Dataset entries
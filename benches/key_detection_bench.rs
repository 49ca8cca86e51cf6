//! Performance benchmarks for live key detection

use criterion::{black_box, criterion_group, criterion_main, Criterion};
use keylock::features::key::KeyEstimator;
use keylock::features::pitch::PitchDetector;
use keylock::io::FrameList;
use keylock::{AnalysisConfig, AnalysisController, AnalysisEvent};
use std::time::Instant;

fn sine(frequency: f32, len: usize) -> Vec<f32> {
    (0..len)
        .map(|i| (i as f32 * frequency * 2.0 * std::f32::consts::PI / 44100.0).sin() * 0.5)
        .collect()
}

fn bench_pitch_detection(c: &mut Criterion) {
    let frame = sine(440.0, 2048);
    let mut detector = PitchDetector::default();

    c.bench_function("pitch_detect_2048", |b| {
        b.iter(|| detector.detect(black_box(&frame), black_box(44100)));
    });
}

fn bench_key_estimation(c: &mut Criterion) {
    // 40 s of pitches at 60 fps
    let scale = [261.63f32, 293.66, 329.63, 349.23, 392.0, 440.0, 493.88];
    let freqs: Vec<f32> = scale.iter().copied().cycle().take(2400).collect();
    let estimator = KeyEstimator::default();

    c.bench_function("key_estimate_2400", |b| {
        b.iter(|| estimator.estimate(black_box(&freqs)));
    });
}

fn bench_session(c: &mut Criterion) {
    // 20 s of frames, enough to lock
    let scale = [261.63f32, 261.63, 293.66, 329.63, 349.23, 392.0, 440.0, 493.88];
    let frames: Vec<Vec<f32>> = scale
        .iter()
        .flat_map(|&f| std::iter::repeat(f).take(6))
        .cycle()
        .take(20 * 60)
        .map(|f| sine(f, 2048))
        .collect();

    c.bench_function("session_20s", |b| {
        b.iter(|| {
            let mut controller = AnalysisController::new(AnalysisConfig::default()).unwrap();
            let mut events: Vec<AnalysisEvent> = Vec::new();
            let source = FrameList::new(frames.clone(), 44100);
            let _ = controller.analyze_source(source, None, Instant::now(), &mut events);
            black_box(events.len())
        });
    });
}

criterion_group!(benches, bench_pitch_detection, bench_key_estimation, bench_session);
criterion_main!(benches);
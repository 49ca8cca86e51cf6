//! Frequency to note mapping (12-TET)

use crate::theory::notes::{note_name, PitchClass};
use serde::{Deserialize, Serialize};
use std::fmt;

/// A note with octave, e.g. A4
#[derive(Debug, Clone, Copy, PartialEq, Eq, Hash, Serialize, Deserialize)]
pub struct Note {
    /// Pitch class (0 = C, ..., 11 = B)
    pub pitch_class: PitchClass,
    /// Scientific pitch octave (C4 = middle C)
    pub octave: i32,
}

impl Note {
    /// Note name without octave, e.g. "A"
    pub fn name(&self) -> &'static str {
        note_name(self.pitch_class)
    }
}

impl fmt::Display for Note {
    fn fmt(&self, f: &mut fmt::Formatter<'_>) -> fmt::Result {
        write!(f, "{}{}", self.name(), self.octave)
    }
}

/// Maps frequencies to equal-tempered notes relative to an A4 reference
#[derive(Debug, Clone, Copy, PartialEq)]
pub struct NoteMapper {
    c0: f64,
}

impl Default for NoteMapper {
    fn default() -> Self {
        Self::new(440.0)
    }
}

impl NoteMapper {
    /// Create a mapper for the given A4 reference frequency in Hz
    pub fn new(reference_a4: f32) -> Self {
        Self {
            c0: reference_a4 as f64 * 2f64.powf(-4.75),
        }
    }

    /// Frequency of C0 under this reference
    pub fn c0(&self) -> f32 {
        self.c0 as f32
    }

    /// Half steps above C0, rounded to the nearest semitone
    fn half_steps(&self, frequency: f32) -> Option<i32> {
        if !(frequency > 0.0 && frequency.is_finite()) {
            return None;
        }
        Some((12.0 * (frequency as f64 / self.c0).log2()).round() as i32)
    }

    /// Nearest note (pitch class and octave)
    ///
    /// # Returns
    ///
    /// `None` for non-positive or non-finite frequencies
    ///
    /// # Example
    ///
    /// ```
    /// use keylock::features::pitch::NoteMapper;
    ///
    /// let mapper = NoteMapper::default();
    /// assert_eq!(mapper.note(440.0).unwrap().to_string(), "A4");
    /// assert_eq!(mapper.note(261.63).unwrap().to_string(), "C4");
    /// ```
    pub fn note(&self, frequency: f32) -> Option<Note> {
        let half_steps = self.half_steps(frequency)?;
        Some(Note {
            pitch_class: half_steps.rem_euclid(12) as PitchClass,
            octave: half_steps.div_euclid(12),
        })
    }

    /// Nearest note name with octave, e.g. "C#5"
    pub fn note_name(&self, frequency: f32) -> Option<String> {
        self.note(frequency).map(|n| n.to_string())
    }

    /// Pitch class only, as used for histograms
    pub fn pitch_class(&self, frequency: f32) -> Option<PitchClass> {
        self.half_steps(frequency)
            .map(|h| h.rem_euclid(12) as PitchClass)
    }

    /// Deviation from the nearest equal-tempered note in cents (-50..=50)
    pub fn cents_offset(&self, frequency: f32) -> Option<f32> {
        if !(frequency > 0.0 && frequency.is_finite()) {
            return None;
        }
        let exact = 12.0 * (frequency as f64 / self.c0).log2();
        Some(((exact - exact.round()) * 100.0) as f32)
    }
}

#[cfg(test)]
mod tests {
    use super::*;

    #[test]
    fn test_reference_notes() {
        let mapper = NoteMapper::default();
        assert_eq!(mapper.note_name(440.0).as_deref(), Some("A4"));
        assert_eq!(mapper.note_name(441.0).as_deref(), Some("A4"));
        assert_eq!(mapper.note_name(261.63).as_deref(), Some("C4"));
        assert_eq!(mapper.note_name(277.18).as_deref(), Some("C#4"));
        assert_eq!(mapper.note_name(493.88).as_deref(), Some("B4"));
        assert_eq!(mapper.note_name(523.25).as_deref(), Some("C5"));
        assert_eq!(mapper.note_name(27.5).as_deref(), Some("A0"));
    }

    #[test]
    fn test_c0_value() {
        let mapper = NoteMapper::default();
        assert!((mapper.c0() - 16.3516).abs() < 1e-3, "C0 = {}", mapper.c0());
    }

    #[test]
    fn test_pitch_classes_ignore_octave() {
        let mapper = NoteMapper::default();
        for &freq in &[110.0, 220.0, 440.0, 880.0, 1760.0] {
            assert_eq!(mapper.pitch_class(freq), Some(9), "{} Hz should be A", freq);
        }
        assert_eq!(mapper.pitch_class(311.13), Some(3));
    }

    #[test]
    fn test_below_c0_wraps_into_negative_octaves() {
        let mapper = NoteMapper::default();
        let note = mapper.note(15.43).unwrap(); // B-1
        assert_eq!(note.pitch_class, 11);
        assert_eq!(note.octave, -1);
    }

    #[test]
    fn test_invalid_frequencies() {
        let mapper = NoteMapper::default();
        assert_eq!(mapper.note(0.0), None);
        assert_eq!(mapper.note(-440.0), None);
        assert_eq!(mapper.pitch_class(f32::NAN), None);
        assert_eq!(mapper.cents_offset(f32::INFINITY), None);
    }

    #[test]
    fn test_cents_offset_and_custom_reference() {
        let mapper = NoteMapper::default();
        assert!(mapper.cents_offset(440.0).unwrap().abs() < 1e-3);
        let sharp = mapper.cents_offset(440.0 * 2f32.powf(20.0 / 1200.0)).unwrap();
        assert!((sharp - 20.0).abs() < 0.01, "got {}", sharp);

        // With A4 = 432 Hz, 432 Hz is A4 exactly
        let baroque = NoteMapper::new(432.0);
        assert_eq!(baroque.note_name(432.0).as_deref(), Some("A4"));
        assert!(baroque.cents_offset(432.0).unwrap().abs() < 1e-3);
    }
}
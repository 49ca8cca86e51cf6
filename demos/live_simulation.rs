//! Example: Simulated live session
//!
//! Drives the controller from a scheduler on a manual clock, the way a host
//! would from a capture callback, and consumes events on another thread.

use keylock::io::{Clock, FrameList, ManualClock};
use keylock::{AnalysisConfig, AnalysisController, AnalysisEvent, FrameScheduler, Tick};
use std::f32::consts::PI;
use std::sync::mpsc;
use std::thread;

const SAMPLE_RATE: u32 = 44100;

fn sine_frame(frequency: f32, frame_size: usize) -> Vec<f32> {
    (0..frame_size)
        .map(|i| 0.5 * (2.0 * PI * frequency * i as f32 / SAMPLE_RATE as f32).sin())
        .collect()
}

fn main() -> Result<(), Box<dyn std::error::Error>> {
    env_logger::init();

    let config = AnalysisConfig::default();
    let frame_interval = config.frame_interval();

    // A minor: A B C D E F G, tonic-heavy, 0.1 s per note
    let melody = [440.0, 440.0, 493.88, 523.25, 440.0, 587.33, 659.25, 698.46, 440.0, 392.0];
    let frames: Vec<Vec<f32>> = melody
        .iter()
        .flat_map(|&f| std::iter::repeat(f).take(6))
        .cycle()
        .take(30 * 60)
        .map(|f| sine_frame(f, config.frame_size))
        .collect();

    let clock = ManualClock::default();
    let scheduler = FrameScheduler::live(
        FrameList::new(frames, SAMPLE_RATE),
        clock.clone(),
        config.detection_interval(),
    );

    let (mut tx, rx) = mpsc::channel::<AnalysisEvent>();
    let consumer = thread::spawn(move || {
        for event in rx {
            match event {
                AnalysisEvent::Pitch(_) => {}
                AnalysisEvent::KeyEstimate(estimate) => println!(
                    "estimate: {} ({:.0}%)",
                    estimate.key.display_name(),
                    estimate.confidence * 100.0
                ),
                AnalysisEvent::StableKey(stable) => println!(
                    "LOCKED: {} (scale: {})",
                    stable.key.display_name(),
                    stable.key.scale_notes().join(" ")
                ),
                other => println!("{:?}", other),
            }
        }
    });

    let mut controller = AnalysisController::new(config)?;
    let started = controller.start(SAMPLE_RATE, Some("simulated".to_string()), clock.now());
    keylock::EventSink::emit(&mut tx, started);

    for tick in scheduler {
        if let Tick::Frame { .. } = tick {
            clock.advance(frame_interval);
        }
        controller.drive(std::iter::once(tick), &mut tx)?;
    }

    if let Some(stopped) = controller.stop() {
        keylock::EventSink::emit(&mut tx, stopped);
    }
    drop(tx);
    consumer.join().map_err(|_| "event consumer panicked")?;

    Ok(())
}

#### YOUR OBJECTIVE:
Sift the data above for lines with "println", then copy each one.

#### YOUR RESPONSE:
                AnalysisEvent::KeyEstimate(estimate) => println!(
                AnalysisEvent::StableKey(stable) => println!(
                other => println!("{:?}", other),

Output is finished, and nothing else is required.